10.一种北美1型PRRSV疫苗，其包括在ORF1a中具有突变的重组的PRRSV和药学可接受的运载体，所述突变包括在ORF1a中的缺失、插入或者两者。

11.如权利要求10所述的疫苗，其中所述突变包括nsp2区域中的缺失。

12.如权利要求11所述的疫苗，其中所述缺失是在所述nsp2区域中的736-790位氨基酸。

13.如权利要求11所述的疫苗，其中所述突变还包括异源DNA序列的插入。

14.如权利要求13所述的疫苗，其中所述插入是在所述nsp2区域中的733位氨基酸和734位氨基酸之间。

15.一种试剂盒，其包括：

疫苗，该疫苗包括在ORF1a中具有突变的PRRSV突变体和药学可接受的运载体，所述突变使得所述PRRSV突变体不能产生功能性ORF1a多肽，所述突变包括异源DNA序列的插入；

一种或多种第一多肽，该第一多肽由所述异源DNA序列编码；以及

一种或多种第二多肽，该第二多肽由所述功能性ORF1a编码。

16.如权利要求15所述的试剂盒，其中PRRSV疫苗中的所述突变是在nsp2区域中的缺失。

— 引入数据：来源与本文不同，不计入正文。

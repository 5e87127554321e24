// SPDX-License-Identifier: BUSL-1.1
// Copyright (c) 2026 Alfred Jean LLC

use std::sync::Arc;
use std::time::Duration;

use tokio::sync::broadcast;
use tokio_util::sync::CancellationToken;

use super::*;
use crate::event::SessionEvent;
use crate::persist::MemoryStorage;
use crate::store::CredentialUpdate;
use crate::test_support::{http_client, token_expiring_in, MockBackend, REFRESH_TOKEN};

const BUFFER: Duration = Duration::from_secs(120);

struct Fixture {
    backend: MockBackend,
    store: Arc<CredentialStore>,
    monitor: Arc<SessionMonitor>,
    events: broadcast::Receiver<SessionEvent>,
    shutdown: CancellationToken,
}

async fn fixture(access: Option<String>) -> anyhow::Result<Fixture> {
    let backend = MockBackend::start("server-side").await?;
    let (event_tx, events) = broadcast::channel(16);
    let store = Arc::new(CredentialStore::new(Arc::new(MemoryStorage::new()), event_tx));
    store.set(CredentialUpdate {
        access_token: access,
        refresh_token: Some(REFRESH_TOKEN.into()),
        ..Default::default()
    });
    let refresher =
        Arc::new(RefreshCoordinator::new(Arc::clone(&store), http_client(), &backend.url()));
    let monitor = Arc::new(SessionMonitor::new(Arc::clone(&store), refresher, BUFFER));
    Ok(Fixture { backend, store, monitor, events, shutdown: CancellationToken::new() })
}

async fn wait_for_refreshes(backend: &MockBackend, n: u32) -> anyhow::Result<()> {
    tokio::time::timeout(Duration::from_secs(5), async {
        while backend.refresh_calls() < n {
            tokio::time::sleep(Duration::from_millis(10)).await;
        }
    })
    .await?;
    Ok(())
}

#[tokio::test]
async fn token_inside_buffer_is_checked_immediately() -> anyhow::Result<()> {
    let f = fixture(Some(token_expiring_in(90))).await?;
    let fresh = token_expiring_in(3600);
    f.backend.set_next_token(&fresh);

    let handle = Arc::clone(&f.monitor).start(&f.shutdown);
    wait_for_refreshes(&f.backend, 1).await?;
    tokio::time::sleep(Duration::from_millis(50)).await;

    assert_eq!(f.store.access_token().as_deref(), Some(fresh.as_str()));
    // The renewed token re-arms far in the future; no second check.
    tokio::time::sleep(Duration::from_millis(200)).await;
    assert_eq!(f.backend.refresh_calls(), 1);
    assert!(handle.is_running());
    handle.stop().await;
    Ok(())
}

#[tokio::test]
async fn armed_timer_fires_at_expiry_minus_buffer() -> anyhow::Result<()> {
    // `exp` has whole-second resolution, so this fires 1-2s from now.
    let f = fixture(Some(token_expiring_in(122))).await?;
    let handle = Arc::clone(&f.monitor).start(&f.shutdown);

    tokio::time::sleep(Duration::from_millis(200)).await;
    assert_eq!(f.backend.refresh_calls(), 0, "fired before expiry - buffer");

    wait_for_refreshes(&f.backend, 1).await?;
    handle.stop().await;
    Ok(())
}

#[tokio::test]
async fn token_change_rearms_pending_timer() -> anyhow::Result<()> {
    let f = fixture(Some(token_expiring_in(123))).await?;
    let handle = Arc::clone(&f.monitor).start(&f.shutdown);
    tokio::time::sleep(Duration::from_millis(100)).await;

    f.store.set_access_token(token_expiring_in(3600));
    tokio::time::sleep(Duration::from_millis(3200)).await;

    assert_eq!(f.backend.refresh_calls(), 0);
    handle.stop().await;
    Ok(())
}

#[tokio::test]
async fn idle_without_token() -> anyhow::Result<()> {
    let f = fixture(None).await?;
    let handle = Arc::clone(&f.monitor).start(&f.shutdown);

    tokio::time::sleep(Duration::from_millis(200)).await;
    assert_eq!(f.backend.refresh_calls(), 0);

    // Signing in arms the monitor.
    f.store.set_access_token(token_expiring_in(30));
    wait_for_refreshes(&f.backend, 1).await?;
    handle.stop().await;
    Ok(())
}

#[tokio::test]
async fn failed_renewal_forces_logout_once() -> anyhow::Result<()> {
    let mut f = fixture(Some(token_expiring_in(60))).await?;
    f.backend.set_refresh_status(401);

    let handle = Arc::clone(&f.monitor).start(&f.shutdown);
    wait_for_refreshes(&f.backend, 1).await?;
    tokio::time::sleep(Duration::from_millis(100)).await;

    assert!(!f.store.get().has_tokens());
    assert_eq!(
        f.events.try_recv().ok(),
        Some(SessionEvent::LoginRequired { reason: "session expired".into() })
    );
    assert!(f.events.try_recv().is_err());
    assert_eq!(f.backend.refresh_calls(), 1);
    handle.stop().await;
    Ok(())
}

#[tokio::test]
async fn concurrent_checks_are_skipped() -> anyhow::Result<()> {
    let f = fixture(Some(token_expiring_in(3600))).await?;
    f.backend.set_refresh_delay(Duration::from_millis(200));

    let (a, b) = tokio::join!(f.monitor.check(), f.monitor.check());
    assert_eq!((a, b), (CheckOutcome::Renewed, CheckOutcome::Skipped));
    assert_eq!(f.backend.refresh_calls(), 1);

    // The guard is released once the check settles.
    f.backend.set_refresh_delay(Duration::ZERO);
    assert_eq!(f.monitor.check().await, CheckOutcome::Renewed);
    Ok(())
}

#[tokio::test]
async fn check_now_through_handle() -> anyhow::Result<()> {
    let f = fixture(Some(token_expiring_in(3600))).await?;
    let handle = Arc::clone(&f.monitor).start(&f.shutdown);

    assert_eq!(handle.check_now().await, CheckOutcome::Renewed);
    assert_eq!(f.backend.refresh_calls(), 1);
    handle.stop().await;
    Ok(())
}

#[tokio::test]
async fn stop_cancels_pending_timer() -> anyhow::Result<()> {
    let f = fixture(Some(token_expiring_in(122))).await?;
    let handle = Arc::clone(&f.monitor).start(&f.shutdown);
    tokio::time::sleep(Duration::from_millis(100)).await;

    handle.stop().await;
    tokio::time::sleep(Duration::from_millis(2500)).await;
    assert_eq!(f.backend.refresh_calls(), 0);
    Ok(())
}

#[tokio::test]
async fn dropping_handle_or_shutdown_stops_loop() -> anyhow::Result<()> {
    let f = fixture(None).await?;

    let handle = Arc::clone(&f.monitor).start(&f.shutdown);
    f.shutdown.cancel();
    tokio::time::timeout(Duration::from_secs(1), async {
        while handle.is_running() {
            tokio::time::sleep(Duration::from_millis(10)).await;
        }
    })
    .await?;

    let shutdown = CancellationToken::new();
    let handle = Arc::clone(&f.monitor).start(&shutdown);
    drop(handle);
    tokio::time::sleep(Duration::from_millis(50)).await;
    f.store.set_access_token(token_expiring_in(10));
    tokio::time::sleep(Duration::from_millis(200)).await;
    assert_eq!(f.backend.refresh_calls(), 0);
    Ok(())
}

17.如权利要求16所述的试剂盒，其中所述缺失是ES4表位，其中所述一种或多种第一多肽包括GFP并且所述一种或多种第二多肽包括所述ES4表位。

18.一种区分接种PRRSV标记疫苗的动物和自然感染PRRSV的动物的方法，其中所述PRRSV标记疫苗包括插入突变和缺失突变，所述方法包括：

提供包括所述插入突变的第一重组PRRSV蛋白；

提供包括所述缺失突变的第二重组PRRSV蛋白；

用所述第一重组PRRSV蛋白和第二重组PRRSV蛋白孵育来自动物的血清样品；以及

检测样品中的抗体与所述第一重组PRRSV蛋白和第二重组PRRSV蛋白的结合；

其中所述样品中的抗体与所述第一重组PRRSV蛋白的结合指示接种疫苗的动物，而所述样品中的抗体与所述第二重组PRRSV蛋白的结合指示自然感染的动物。

19.如权利要求18所述的方法，其中所述第一重组PRRSV蛋白包括GFP插入。

20.如权利要求18所述的方法，其中所述第二重组PRRSV蛋白包括ES4缺失。